Claro que estas mariquices todas não podiam durar para sempre. Nem eu aguentaria uma ausência de propósito prático tão prolongada. Mas serviu a iniciativa para honrar o propósito intrínseco dos “dias sem rotina” (que agora que já somos função pública já podemos fazer apropriação da terminologia).


E estava eu num destes últimos, caçando palavrinhas para me fazerem companhia naquele café por onde andava Hemingway há umas décadas atrás (como eu me senti indigna ao pensar que me sentava nos mesmos sofás onde aquele literário traseiro descansava) quando dei de caras com o perfeito sósia do mesmíssimo António Lobo Antunes, lendo placidamente um Washington Post apenas a duas mesas de mim.


Detive-me uns 10 minutos a olhar fixamente para ele, como quem olha para uma escultura grega. Pensei no irmão dele. Na única palestra que lhe ouvi, uma das últimas que deu, e da maneira como me vi arrastada como um íman para a homenagem que lhe prestaram quando rebaptizaram o Grande Auditório com o nome dele. De como não o vi por lá, entre a feira de vaidades hierarquicamente sentada à minha frente naquele auditório mas como o encontrei mais tarde, em plena sala de alunos e não tive coragem de lhe ir falar.

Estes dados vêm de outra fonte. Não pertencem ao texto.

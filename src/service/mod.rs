// Service layer: existence and ownership rules in front of the repository

pub mod advice;
pub mod transactions;
pub mod users;

use thiserror::Error;

use crate::repository::StoreError;

#[derive(Debug, Error)]
pub enum ServiceError {
    #[error("user does not exist")]
    UserNotFound,
    #[error(transparent)]
    Store(#[from] StoreError),
}
use actix_web::{web, HttpResponse};
use uuid::Uuid;

use super::{map_service_error, parse_body, parse_id};
use crate::app_state::AppState;
use crate::errors::ApiError;
use crate::model::advice::{Advice, AdvicePayload};
use crate::service;

// GET /api/users/{user_id}/advice
pub async fn get_advice(
    path: web::Path<String>,
    state: web::Data<AppState>,
) -> Result<HttpResponse, ApiError> {
    let user_id = parse_id(&path.into_inner(), "Advice")?;

    let advice = service::advice::get_advice(&state.storage, user_id)
        .await
        .map_err(|err| map_service_error(err, "Advice"))?;

    Ok(HttpResponse::Ok().json(advice))
}

// POST /api/users/{user_id}/advice
pub async fn create_advice(
    path: web::Path<String>,
    body: web::Bytes,
    state: web::Data<AppState>,
) -> Result<HttpResponse, ApiError> {
    let user_id = parse_id(&path.into_inner(), "User")?;
    let payload: AdvicePayload = parse_body(&body)?;

    let advice = Advice::from_payload(Uuid::new_v4(), user_id, payload);
    let created = service::advice::create_advice(&state.storage, advice)
        .await
        .map_err(|err| map_service_error(err, "User"))?;

    Ok(HttpResponse::Created().json(created))
}

// PUT /api/users/{user_id}/advice/{advice_id}
pub async fn update_advice(
    path: web::Path<(String, String)>,
    body: web::Bytes,
    state: web::Data<AppState>,
) -> Result<HttpResponse, ApiError> {
    let (raw_user_id, raw_advice_id) = path.into_inner();
    let user_id = parse_id(&raw_user_id, "User")?;
    let advice_id = parse_id(&raw_advice_id, "Advice")?;
    let payload: AdvicePayload = parse_body(&body)?;

    let advice = Advice::from_payload(advice_id, user_id, payload);
    let updated = service::advice::update_advice(&state.storage, advice)
        .await
        .map_err(|err| map_service_error(err, "User"))?;

    Ok(HttpResponse::Created().json(updated))
}
/// Health check routes

use actix_web::{web, HttpResponse, Responder};
use serde::Serialize;

use crate::app_state::AppState;

#[derive(Serialize)]
struct HealthResponse {
    status: String,
}

#[derive(Serialize)]
struct ReadyResponse {
    ready: bool,
    details: String,
}

pub async fn healthz() -> impl Responder {
    HttpResponse::Ok().json(HealthResponse {
        status: "ok".to_string(),
    })
}

pub async fn readyz(state: web::Data<AppState>) -> impl Responder {
    match state.storage.check_health().await {
        Ok(()) => HttpResponse::Ok().json(ReadyResponse {
            ready: true,
            details: "healthy".to_string(),
        }),
        Err(details) => HttpResponse::ServiceUnavailable().json(ReadyResponse {
            ready: false,
            details,
        }),
    }
}
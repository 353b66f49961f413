use actix_web::{web, HttpResponse};
use uuid::Uuid;

use super::{map_service_error, parse_body, parse_id};
use crate::app_state::AppState;
use crate::errors::ApiError;
use crate::model::transaction::{Transaction, TransactionPayload};
use crate::service;

// GET /api/users/{user_id}/transactions
pub async fn get_transactions(
    path: web::Path<String>,
    state: web::Data<AppState>,
) -> Result<HttpResponse, ApiError> {
    let user_id = parse_id(&path.into_inner(), "Transactions")?;

    let transactions = service::transactions::get_transactions(&state.storage, user_id)
        .await
        .map_err(|err| map_service_error(err, "Transactions"))?;

    Ok(HttpResponse::Ok().json(transactions))
}

// POST /api/users/{user_id}/transactions
pub async fn create_transaction(
    path: web::Path<String>,
    body: web::Bytes,
    state: web::Data<AppState>,
) -> Result<HttpResponse, ApiError> {
    let user_id = parse_id(&path.into_inner(), "User")?;
    let payload: TransactionPayload = parse_body(&body)?;

    let transaction = Transaction::from_payload(Uuid::new_v4(), user_id, payload);
    let created = service::transactions::create_transaction(&state.storage, transaction)
        .await
        .map_err(|err| map_service_error(err, "User"))?;

    Ok(HttpResponse::Created().json(created))
}

// PUT /api/users/{user_id}/transactions/{transaction_id}
pub async fn update_transaction(
    path: web::Path<(String, String)>,
    body: web::Bytes,
    state: web::Data<AppState>,
) -> Result<HttpResponse, ApiError> {
    let (raw_user_id, raw_transaction_id) = path.into_inner();
    let user_id = parse_id(&raw_user_id, "User")?;
    let transaction_id = parse_id(&raw_transaction_id, "Transaction")?;
    let payload: TransactionPayload = parse_body(&body)?;

    let transaction = Transaction::from_payload(transaction_id, user_id, payload);
    let updated = service::transactions::update_transaction(&state.storage, transaction)
        .await
        .map_err(|err| map_service_error(err, "User"))?;

    Ok(HttpResponse::Created().json(updated))
}
use crate::audit::SortColumn;
use clap::{Args, Parser, Subcommand};
use std::path::PathBuf;

/// qpick – browse collections or search questions, print the chosen question id
#[derive(Parser, Debug)]
#[command(author, version, about, long_about = None, args_conflicts_with_subcommands = true)]
pub struct Cli {
    #[command(subcommand)]
    pub command: Option<Command>,

    #[command(flatten)]
    pub pick: PickArgs,

    /// TOML file with [theme] and [policy] overrides.
    #[arg(long, global = true, value_name = "FILE")]
    pub config: Option<PathBuf>,

    /// Append logs to this file instead of discarding them while the picker is open.
    #[arg(long, global = true, value_name = "FILE")]
    pub log_file: Option<PathBuf>,

    /// Raise log verbosity (-v info, -vv debug, -vvv trace).
    #[arg(short, long, global = true, action = clap::ArgAction::Count)]
    pub verbose: u8,
}

#[derive(Subcommand, Debug)]
pub enum Command {
    /// List questions as a sortable, filterable audit table.
    Audit(AuditArgs),
}

#[derive(Args, Debug)]
pub struct PickArgs {
    /// Collections export (JSON array of {id, name, location, personal_owner_id}).
    #[arg(long, value_name = "FILE")]
    pub collections: Option<PathBuf>,

    /// Questions export (JSON array of {id, name, collection_id, display}).
    #[arg(long, value_name = "FILE")]
    pub questions: Option<PathBuf>,

    /// Collection to open first (defaults to the root).
    #[arg(long, value_name = "ID")]
    pub initial: Option<String>,

    /// Start with this search text.
    #[arg(long, value_name = "TEXT")]
    pub search: Option<String>,

    /// Print the picker view once and exit without a TUI.
    #[arg(long)]
    pub headless: bool,

    /// List questions of the personal collection without a search term.
    #[arg(long)]
    pub browse_personal: bool,

    /// Let a root-identified child appear in child lists.
    #[arg(long)]
    pub show_nested_root: bool,

    /// Current user id; other users' personal collections go under "personal".
    #[arg(long, value_name = "ID")]
    pub user: Option<String>,
}

#[derive(Args, Debug)]
pub struct AuditArgs {
    /// Questions export.
    #[arg(long, value_name = "FILE")]
    pub questions: PathBuf,

    /// Collections export, used to resolve collection names.
    #[arg(long, value_name = "FILE")]
    pub collections: Option<PathBuf>,

    /// Only questions whose name contains TEXT.
    #[arg(long, value_name = "TEXT")]
    pub question_filter: Option<String>,

    /// Only questions whose collection name contains TEXT.
    #[arg(long, value_name = "TEXT")]
    pub collection_filter: Option<String>,

    /// Sort column. Repeat to flip the order, as clicking a header twice would.
    #[arg(long, value_enum, value_name = "COLUMN")]
    pub sort: Vec<SortColumn>,

    /// Force descending order.
    #[arg(long)]
    pub desc: bool,

    /// Zero-based page of 50 rows.
    #[arg(long, default_value_t = 0)]
    pub page: usize,
}
use std::path::PathBuf;

/// Failures raised by the tree and search suppliers.
#[derive(Debug, thiserror::Error)]
pub enum SupplyError {
    #[error("could not read {path}: {source}")]
    Io {
        path: PathBuf,
        #[source]
        source: std::io::Error,
    },
    #[error("could not parse {path}: {source}")]
    Parse {
        path: PathBuf,
        #[source]
        source: serde_json::Error,
    },
    #[error("malformed search query: {0}")]
    MalformedQuery(String),
    #[error("search worker is no longer running")]
    WorkerGone,
}

/// Failures raised while loading the optional TOML configuration.
#[derive(Debug, thiserror::Error)]
pub enum ConfigError {
    #[error("could not read config {path}: {source}")]
    Read {
        path: PathBuf,
        #[source]
        source: std::io::Error,
    },
    #[error("could not parse config {path}: {source}")]
    Parse {
        path: PathBuf,
        #[source]
        source: toml::de::Error,
    },
    #[error("invalid color '{value}' for theme.{key}")]
    InvalidColor { key: &'static str, value: String },
}
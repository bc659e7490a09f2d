//! Questions audit listing: filter by question or collection name, sort by a
//! column, page through the result.

use crate::collections::CollectionTree;
use crate::search::{QuestionIndex, QuestionRecord};
use clap::ValueEnum;
use std::cmp::Ordering;

pub const PAGE_SIZE: usize = 50;

#[derive(Debug, Clone, Copy, PartialEq, Eq, ValueEnum)]
pub enum SortColumn {
    Name,
    Collection,
    Views,
    Created,
    Updated,
}

impl SortColumn {
    fn header(self) -> &'static str {
        match self {
            SortColumn::Name => "Question",
            SortColumn::Collection => "Collection",
            SortColumn::Views => "Views",
            SortColumn::Created => "Created",
            SortColumn::Updated => "Updated",
        }
    }
}

#[derive(Debug, Clone, Copy, PartialEq, Eq)]
pub struct Sorting {
    pub column: SortColumn,
    pub descending: bool,
}

impl Default for Sorting {
    fn default() -> Self {
        Sorting {
            column: SortColumn::Collection,
            descending: false,
        }
    }
}

impl Sorting {
    /// Header click: the active column flips its order, another column starts ascending.
    pub fn toggle(self, column: SortColumn) -> Self {
        if self.column == column {
            Sorting {
                column,
                descending: !self.descending,
            }
        } else {
            Sorting {
                column,
                descending: false,
            }
        }
    }

    /// Replay a sequence of header clicks from the default sorting.
    pub fn from_clicks(clicks: &[SortColumn]) -> Self {
        clicks
            .iter()
            .fold(Sorting::default(), |sorting, &column| sorting.toggle(column))
    }

    pub fn order(&self) -> &'static str {
        if self.descending { "desc" } else { "asc" }
    }
}

#[derive(Debug, Clone, Default)]
pub struct AuditFilters {
    pub question: Option<String>,
    pub collection: Option<String>,
}

#[derive(Debug, Clone, PartialEq, Eq)]
pub struct AuditRow {
    pub name: String,
    pub collection: String,
    pub views: u64,
    pub created: String,
    pub updated: String,
}

fn collection_name(record: &QuestionRecord, tree: Option<&CollectionTree>) -> String {
    if let Some(name) = &record.collection_name {
        return name.clone();
    }
    let id = record.collection();
    match tree.and_then(|tree| tree.get(&id)) {
        Some(node) => node.name.clone(),
        None => id.to_string(),
    }
}

fn matches(haystack: &str, needle: Option<&str>) -> bool {
    match needle {
        Some(needle) if !needle.is_empty() => {
            haystack.to_lowercase().contains(&needle.to_lowercase())
        }
        _ => true,
    }
}

fn compare(a: &AuditRow, b: &AuditRow, column: SortColumn) -> Ordering {
    match column {
        SortColumn::Name => a.name.to_lowercase().cmp(&b.name.to_lowercase()),
        SortColumn::Collection => a.collection.to_lowercase().cmp(&b.collection.to_lowercase()),
        SortColumn::Views => a.views.cmp(&b.views),
        SortColumn::Created => a.created.cmp(&b.created),
        SortColumn::Updated => a.updated.cmp(&b.updated),
    }
}

/// Filtered and sorted rows. Ties fall back to the question name.
pub fn audit_rows(
    index: &QuestionIndex,
    tree: Option<&CollectionTree>,
    filters: &AuditFilters,
    sorting: Sorting,
) -> Vec<AuditRow> {
    let mut rows: Vec<AuditRow> = index
        .questions()
        .iter()
        .map(|record| AuditRow {
            name: record.name.clone(),
            collection: collection_name(record, tree),
            views: record.views,
            created: record.created_at.clone().unwrap_or_default(),
            updated: record.updated_at.clone().unwrap_or_default(),
        })
        .filter(|row| matches(&row.name, filters.question.as_deref()))
        .filter(|row| matches(&row.collection, filters.collection.as_deref()))
        .collect();

    rows.sort_by(|a, b| {
        let primary = compare(a, b, sorting.column);
        let primary = if sorting.descending { primary.reverse() } else { primary };
        primary.then_with(|| compare(a, b, SortColumn::Name))
    });
    rows
}

/// Zero-based page of `PAGE_SIZE` rows; past the end is empty.
pub fn page(rows: &[AuditRow], page: usize) -> &[AuditRow] {
    let start = page.saturating_mul(PAGE_SIZE).min(rows.len());
    let end = (start + PAGE_SIZE).min(rows.len());
    &rows[start..end]
}

pub fn render_table(rows: &[AuditRow], sorting: Sorting) -> String {
    const COLUMNS: [SortColumn; 5] = [
        SortColumn::Name,
        SortColumn::Collection,
        SortColumn::Views,
        SortColumn::Created,
        SortColumn::Updated,
    ];
    let cells: Vec<[String; 5]> = rows
        .iter()
        .map(|row| {
            [
                row.name.clone(),
                row.collection.clone(),
                row.views.to_string(),
                row.created.clone(),
                row.updated.clone(),
            ]
        })
        .collect();

    let headers: Vec<String> = COLUMNS
        .iter()
        .map(|&column| {
            if column == sorting.column {
                let arrow = if sorting.descending { "v" } else { "^" };
                format!("{} {}", column.header(), arrow)
            } else {
                column.header().to_string()
            }
        })
        .collect();

    let mut widths: Vec<usize> = headers.iter().map(|h| h.chars().count()).collect();
    for row in &cells {
        for (width, cell) in widths.iter_mut().zip(row.iter()) {
            *width = (*width).max(cell.chars().count());
        }
    }

    let format_line = |values: &[String]| -> String {
        values
            .iter()
            .zip(&widths)
            .map(|(value, &width)| format!("{value:<width$}"))
            .collect::<Vec<_>>()
            .join("  ")
            .trim_end()
            .to_string()
    };

    let mut lines = vec![format_line(headers.as_slice())];
    lines.push(
        widths
            .iter()
            .map(|&width| "-".repeat(width))
            .collect::<Vec<_>>()
            .join("  "),
    );
    for row in &cells {
        lines.push(format_line(&row[..]));
    }
    lines.join("\n") + "\n"
}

Bem, parece que essa questão ficou resolvida porque, desta vez, aproximo-me de facto, para verificar se é mesmo ele… o que resulta profundamente ridículo porque dou de caras com uma expressão de estupefacção e um par de palavras numa língua que não reconheço… acabando por me evaporar do sítio rapidamente sob o olhar entre incrédulo e censurador do gerente. Ainda bem que acabei de comer a Tarte Tatin antes de fazer aquilo. Lição aprendida de não perder a primeira oportunidade de abordar desconhecidos de relevo. E claro: quando passamos a ver paredes cinzentas da sala de alunos sobre sofás de pele dos cafés de Paris é porque está na altura de voltar a casa. E lidar com os conhecidos.